BEGIN
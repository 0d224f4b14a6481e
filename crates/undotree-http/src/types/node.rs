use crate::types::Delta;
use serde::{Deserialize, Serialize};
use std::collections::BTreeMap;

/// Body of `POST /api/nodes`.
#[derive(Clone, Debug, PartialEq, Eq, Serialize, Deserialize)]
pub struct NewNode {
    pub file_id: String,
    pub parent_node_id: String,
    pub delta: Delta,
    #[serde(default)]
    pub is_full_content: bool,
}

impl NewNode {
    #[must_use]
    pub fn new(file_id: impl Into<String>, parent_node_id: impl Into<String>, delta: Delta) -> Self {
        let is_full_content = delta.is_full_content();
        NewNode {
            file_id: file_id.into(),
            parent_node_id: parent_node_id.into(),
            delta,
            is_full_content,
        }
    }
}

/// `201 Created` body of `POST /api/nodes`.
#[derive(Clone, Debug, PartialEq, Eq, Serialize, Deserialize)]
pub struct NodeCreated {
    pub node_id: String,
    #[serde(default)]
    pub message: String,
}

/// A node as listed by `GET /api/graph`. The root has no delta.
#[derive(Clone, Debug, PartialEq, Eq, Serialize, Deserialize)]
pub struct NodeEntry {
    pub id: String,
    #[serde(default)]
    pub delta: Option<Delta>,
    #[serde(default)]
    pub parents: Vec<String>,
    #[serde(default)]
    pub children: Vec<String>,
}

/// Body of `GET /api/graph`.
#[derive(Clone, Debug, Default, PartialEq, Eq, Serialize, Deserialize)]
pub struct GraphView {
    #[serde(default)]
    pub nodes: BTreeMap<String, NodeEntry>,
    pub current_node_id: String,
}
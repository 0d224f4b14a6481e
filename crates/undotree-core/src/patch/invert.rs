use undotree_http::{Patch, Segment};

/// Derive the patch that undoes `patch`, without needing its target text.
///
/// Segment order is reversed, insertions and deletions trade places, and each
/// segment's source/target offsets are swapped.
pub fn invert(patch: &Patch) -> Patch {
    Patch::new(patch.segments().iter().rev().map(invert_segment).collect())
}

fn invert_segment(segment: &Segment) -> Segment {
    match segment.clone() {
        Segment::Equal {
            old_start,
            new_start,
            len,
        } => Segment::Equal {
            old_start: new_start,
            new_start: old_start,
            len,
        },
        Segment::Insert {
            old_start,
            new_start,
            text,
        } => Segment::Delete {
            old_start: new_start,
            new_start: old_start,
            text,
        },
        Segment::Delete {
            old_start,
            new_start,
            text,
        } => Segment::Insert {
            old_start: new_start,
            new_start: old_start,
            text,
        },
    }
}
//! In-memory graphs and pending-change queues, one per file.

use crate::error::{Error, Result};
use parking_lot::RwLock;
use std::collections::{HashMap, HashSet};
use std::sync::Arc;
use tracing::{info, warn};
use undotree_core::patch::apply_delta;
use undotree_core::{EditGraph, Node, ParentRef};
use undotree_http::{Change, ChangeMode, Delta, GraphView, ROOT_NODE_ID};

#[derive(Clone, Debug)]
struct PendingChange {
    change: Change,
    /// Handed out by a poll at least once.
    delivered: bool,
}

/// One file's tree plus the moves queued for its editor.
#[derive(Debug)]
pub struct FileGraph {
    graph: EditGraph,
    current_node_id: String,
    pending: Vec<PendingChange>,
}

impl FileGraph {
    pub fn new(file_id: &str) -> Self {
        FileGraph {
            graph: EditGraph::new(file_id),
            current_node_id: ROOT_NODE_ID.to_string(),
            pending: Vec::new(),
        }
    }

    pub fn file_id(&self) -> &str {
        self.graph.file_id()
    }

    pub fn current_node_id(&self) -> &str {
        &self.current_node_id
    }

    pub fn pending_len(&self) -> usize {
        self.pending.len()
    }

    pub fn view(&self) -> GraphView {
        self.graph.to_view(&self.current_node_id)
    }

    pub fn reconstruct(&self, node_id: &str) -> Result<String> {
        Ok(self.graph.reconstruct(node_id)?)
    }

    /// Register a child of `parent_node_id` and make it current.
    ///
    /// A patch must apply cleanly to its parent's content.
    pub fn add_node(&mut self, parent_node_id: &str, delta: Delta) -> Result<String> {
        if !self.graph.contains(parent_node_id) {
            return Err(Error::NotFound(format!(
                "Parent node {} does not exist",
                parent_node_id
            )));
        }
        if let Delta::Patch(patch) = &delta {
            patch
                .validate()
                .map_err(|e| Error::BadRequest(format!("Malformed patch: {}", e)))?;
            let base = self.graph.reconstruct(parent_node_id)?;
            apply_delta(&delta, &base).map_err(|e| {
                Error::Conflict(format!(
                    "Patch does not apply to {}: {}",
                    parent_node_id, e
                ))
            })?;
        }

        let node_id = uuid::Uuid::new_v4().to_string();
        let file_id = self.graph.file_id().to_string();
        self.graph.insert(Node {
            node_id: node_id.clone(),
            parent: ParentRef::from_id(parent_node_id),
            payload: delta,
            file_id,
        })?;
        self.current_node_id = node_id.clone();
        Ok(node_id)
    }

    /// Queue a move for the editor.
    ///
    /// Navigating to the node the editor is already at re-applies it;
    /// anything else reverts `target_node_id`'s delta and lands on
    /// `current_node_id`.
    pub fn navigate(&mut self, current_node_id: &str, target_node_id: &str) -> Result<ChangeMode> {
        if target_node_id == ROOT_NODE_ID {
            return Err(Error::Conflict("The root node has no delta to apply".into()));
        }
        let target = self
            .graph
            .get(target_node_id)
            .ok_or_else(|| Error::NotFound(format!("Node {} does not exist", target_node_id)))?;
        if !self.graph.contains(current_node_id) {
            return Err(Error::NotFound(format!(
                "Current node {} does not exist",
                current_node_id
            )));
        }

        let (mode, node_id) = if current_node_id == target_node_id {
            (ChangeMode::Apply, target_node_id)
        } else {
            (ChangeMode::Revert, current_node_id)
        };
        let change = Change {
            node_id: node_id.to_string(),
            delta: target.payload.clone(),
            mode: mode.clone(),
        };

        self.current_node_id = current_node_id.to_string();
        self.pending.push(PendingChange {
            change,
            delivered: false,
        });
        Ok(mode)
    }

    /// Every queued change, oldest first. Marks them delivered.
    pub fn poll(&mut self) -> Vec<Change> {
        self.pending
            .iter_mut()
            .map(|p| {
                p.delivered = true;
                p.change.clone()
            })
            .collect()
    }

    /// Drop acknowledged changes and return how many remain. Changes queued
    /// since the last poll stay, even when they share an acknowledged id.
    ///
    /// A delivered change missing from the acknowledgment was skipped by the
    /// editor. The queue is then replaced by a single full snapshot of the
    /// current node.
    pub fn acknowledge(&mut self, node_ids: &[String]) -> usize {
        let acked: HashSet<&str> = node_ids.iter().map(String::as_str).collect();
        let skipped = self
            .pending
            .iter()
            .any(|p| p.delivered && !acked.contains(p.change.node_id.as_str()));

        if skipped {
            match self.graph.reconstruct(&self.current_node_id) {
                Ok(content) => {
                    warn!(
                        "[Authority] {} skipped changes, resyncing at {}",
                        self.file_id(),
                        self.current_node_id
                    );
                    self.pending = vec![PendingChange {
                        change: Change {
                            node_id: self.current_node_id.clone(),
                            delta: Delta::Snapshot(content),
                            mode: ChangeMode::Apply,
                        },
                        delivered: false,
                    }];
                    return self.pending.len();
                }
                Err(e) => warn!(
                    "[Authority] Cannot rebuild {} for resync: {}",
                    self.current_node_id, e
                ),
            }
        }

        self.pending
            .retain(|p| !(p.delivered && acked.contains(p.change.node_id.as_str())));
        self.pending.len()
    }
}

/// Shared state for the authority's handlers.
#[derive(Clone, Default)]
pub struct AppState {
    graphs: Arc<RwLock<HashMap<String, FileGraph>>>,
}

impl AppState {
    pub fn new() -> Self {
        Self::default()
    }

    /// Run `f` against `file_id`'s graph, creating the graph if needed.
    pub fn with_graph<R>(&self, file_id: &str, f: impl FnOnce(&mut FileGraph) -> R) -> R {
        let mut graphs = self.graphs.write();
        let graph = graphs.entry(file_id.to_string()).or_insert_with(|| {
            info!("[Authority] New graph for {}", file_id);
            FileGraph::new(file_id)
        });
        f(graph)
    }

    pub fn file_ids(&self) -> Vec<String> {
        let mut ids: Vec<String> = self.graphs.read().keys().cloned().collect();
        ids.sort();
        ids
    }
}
END
### Your instructions
Count the lines in the records above that contain the word "GraphView", and reply with only that number.

### Output for this exercise
3